Saved entries:
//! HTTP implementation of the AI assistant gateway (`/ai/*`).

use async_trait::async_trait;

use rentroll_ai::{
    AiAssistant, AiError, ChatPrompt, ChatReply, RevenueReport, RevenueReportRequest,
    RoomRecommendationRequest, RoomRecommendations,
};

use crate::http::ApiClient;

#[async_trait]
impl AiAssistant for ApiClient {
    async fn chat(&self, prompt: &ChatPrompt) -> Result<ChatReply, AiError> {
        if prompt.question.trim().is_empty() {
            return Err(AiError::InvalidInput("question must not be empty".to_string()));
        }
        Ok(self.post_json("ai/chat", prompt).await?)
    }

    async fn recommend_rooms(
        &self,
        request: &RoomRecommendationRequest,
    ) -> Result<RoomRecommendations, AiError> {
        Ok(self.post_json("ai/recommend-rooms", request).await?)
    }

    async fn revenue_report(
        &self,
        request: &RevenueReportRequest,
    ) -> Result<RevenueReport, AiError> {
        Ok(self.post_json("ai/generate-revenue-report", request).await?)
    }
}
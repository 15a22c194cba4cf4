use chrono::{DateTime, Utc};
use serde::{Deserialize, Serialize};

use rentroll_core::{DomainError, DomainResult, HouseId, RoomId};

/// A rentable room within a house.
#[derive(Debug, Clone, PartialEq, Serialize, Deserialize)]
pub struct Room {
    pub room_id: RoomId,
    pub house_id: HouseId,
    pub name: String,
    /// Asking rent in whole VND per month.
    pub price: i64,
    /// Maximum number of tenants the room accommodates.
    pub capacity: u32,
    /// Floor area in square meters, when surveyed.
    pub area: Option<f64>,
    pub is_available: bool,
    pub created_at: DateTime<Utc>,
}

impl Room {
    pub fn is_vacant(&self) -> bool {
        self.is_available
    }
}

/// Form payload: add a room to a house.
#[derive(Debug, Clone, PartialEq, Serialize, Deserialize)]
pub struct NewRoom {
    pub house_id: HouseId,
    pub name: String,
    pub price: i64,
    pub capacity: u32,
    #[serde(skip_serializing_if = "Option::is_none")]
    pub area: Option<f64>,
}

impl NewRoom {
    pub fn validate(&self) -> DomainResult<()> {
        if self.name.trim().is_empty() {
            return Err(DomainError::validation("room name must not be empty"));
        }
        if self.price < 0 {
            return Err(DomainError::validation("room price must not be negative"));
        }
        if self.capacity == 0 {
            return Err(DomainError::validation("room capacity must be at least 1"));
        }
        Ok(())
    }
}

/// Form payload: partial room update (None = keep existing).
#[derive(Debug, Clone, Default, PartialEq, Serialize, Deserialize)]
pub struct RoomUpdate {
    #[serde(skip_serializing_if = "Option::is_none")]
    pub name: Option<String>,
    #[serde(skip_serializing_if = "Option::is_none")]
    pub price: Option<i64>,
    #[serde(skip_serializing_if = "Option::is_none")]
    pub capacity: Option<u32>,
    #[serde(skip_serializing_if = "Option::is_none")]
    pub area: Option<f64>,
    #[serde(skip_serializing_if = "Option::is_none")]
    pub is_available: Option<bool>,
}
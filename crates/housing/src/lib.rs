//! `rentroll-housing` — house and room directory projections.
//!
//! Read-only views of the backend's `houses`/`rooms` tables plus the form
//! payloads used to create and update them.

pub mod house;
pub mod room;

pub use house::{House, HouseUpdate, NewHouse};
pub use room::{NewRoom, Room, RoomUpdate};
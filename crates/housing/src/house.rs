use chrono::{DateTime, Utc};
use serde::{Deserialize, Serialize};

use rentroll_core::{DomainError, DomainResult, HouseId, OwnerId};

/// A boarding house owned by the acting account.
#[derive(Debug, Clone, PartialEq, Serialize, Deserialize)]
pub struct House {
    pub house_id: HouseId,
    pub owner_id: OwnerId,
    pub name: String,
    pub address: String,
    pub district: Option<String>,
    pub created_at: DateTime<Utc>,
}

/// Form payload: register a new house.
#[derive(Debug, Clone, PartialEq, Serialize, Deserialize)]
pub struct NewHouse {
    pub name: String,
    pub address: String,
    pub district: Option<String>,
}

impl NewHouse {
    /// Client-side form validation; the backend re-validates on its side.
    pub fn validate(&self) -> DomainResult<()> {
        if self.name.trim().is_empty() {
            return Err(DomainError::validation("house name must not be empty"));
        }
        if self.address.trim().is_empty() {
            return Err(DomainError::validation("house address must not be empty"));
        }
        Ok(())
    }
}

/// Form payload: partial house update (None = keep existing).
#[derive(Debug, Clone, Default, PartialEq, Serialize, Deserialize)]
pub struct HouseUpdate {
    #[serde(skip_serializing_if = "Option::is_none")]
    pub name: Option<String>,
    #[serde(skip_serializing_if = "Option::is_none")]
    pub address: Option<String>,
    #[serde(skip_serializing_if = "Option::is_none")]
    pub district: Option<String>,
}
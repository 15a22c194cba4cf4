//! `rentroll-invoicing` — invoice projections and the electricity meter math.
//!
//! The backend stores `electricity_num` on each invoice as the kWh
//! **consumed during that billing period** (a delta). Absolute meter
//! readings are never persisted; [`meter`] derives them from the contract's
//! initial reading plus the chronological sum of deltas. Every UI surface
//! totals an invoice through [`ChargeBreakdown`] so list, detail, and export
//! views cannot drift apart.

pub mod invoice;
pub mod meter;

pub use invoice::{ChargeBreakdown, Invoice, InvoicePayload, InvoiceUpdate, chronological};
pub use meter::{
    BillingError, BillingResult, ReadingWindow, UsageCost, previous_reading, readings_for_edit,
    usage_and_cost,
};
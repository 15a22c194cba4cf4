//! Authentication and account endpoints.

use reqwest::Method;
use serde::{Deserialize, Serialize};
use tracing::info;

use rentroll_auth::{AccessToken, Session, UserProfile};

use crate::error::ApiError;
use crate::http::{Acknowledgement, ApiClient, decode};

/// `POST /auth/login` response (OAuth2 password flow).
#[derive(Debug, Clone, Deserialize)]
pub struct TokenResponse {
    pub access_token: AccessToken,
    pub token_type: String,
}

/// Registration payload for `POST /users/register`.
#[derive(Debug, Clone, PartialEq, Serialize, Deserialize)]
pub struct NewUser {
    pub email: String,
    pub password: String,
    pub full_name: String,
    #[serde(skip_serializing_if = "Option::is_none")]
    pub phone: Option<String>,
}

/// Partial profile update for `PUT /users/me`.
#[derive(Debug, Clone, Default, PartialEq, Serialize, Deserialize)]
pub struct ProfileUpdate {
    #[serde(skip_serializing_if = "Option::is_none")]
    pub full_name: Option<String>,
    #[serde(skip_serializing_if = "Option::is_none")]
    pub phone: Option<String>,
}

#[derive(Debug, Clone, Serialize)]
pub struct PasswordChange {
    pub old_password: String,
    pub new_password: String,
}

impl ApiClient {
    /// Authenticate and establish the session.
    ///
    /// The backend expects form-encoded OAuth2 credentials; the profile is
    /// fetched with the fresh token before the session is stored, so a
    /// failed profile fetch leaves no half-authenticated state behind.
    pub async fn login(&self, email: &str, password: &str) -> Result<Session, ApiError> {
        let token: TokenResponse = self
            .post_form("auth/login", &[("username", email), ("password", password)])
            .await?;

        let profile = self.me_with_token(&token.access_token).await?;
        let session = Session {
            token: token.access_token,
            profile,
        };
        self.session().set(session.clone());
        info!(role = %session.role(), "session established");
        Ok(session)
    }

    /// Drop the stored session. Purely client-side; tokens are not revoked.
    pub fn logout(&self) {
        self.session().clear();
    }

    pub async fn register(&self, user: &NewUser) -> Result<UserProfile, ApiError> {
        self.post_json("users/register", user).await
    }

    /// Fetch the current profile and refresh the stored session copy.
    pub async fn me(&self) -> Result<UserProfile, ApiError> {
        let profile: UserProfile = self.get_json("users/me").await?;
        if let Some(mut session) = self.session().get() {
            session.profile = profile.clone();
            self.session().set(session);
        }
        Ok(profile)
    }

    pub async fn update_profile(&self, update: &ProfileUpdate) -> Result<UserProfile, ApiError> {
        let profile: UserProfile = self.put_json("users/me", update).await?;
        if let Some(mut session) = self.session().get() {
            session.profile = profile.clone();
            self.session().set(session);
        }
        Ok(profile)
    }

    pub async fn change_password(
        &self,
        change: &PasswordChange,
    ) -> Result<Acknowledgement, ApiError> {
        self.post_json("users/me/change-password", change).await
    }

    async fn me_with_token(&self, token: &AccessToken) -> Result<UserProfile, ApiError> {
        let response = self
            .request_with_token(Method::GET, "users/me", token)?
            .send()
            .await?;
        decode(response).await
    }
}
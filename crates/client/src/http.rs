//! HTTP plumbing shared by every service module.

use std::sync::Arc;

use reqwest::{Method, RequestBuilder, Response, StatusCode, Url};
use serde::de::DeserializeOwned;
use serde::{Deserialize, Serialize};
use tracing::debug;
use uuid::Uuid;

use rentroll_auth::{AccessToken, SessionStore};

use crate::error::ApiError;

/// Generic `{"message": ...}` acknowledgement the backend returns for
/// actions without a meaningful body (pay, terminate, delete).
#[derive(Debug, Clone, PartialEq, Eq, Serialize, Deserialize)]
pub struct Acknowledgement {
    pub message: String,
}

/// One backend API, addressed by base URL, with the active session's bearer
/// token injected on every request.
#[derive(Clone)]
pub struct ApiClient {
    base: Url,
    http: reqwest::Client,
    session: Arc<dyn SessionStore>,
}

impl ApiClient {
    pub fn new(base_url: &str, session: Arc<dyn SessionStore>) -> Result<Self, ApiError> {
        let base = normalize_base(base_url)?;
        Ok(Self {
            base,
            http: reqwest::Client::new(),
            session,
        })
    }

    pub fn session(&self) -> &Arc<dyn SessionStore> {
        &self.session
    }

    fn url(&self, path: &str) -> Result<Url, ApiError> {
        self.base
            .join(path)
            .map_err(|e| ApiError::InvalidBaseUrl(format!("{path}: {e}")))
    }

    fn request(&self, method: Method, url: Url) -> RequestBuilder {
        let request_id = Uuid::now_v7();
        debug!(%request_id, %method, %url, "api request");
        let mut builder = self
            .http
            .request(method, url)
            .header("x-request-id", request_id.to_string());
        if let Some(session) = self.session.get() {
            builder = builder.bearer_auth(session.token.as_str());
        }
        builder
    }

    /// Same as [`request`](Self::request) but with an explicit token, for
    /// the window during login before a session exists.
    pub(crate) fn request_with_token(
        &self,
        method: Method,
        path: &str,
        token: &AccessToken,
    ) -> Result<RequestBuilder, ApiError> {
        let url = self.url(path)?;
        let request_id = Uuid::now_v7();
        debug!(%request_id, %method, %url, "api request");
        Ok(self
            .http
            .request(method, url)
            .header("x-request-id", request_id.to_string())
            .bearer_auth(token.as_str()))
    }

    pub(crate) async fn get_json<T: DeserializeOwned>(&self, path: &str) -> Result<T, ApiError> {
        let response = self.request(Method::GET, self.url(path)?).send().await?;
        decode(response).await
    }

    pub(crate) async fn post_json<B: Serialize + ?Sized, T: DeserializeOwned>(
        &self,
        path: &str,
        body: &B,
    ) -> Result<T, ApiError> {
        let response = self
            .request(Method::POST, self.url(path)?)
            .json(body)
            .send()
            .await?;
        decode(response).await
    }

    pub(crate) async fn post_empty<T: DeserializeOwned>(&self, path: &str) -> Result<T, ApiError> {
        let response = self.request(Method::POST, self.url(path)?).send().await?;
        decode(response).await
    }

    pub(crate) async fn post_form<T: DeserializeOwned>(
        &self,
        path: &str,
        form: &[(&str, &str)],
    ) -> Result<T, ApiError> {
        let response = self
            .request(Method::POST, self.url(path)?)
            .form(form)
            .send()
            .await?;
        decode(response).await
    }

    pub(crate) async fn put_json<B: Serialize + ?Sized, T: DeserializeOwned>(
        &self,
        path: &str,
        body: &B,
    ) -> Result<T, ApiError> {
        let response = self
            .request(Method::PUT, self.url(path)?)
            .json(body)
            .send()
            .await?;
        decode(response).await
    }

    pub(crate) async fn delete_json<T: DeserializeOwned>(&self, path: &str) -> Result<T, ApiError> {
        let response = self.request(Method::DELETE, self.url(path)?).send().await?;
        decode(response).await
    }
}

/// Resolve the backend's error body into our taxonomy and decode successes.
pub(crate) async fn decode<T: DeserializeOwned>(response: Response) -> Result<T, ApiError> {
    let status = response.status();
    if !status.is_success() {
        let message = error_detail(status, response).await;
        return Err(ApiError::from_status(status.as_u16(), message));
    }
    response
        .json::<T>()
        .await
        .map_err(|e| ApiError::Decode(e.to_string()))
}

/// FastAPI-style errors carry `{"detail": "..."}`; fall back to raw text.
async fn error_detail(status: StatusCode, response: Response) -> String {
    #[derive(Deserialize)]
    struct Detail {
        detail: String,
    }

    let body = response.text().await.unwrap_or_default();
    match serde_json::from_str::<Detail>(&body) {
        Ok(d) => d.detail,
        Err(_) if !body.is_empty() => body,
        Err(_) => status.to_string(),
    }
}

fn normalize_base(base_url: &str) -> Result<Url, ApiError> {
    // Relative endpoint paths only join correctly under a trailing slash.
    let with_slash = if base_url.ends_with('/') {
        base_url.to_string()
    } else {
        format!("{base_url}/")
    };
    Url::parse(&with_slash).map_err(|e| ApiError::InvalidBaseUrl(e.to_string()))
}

> **WORK INSTRUCTION**:
With "HouseUpdate" as the word to match, copy each line of the records that has it.

> **FINISHED EXERCISE**:
pub use house::{House, HouseUpdate, NewHouse};
pub struct HouseUpdate {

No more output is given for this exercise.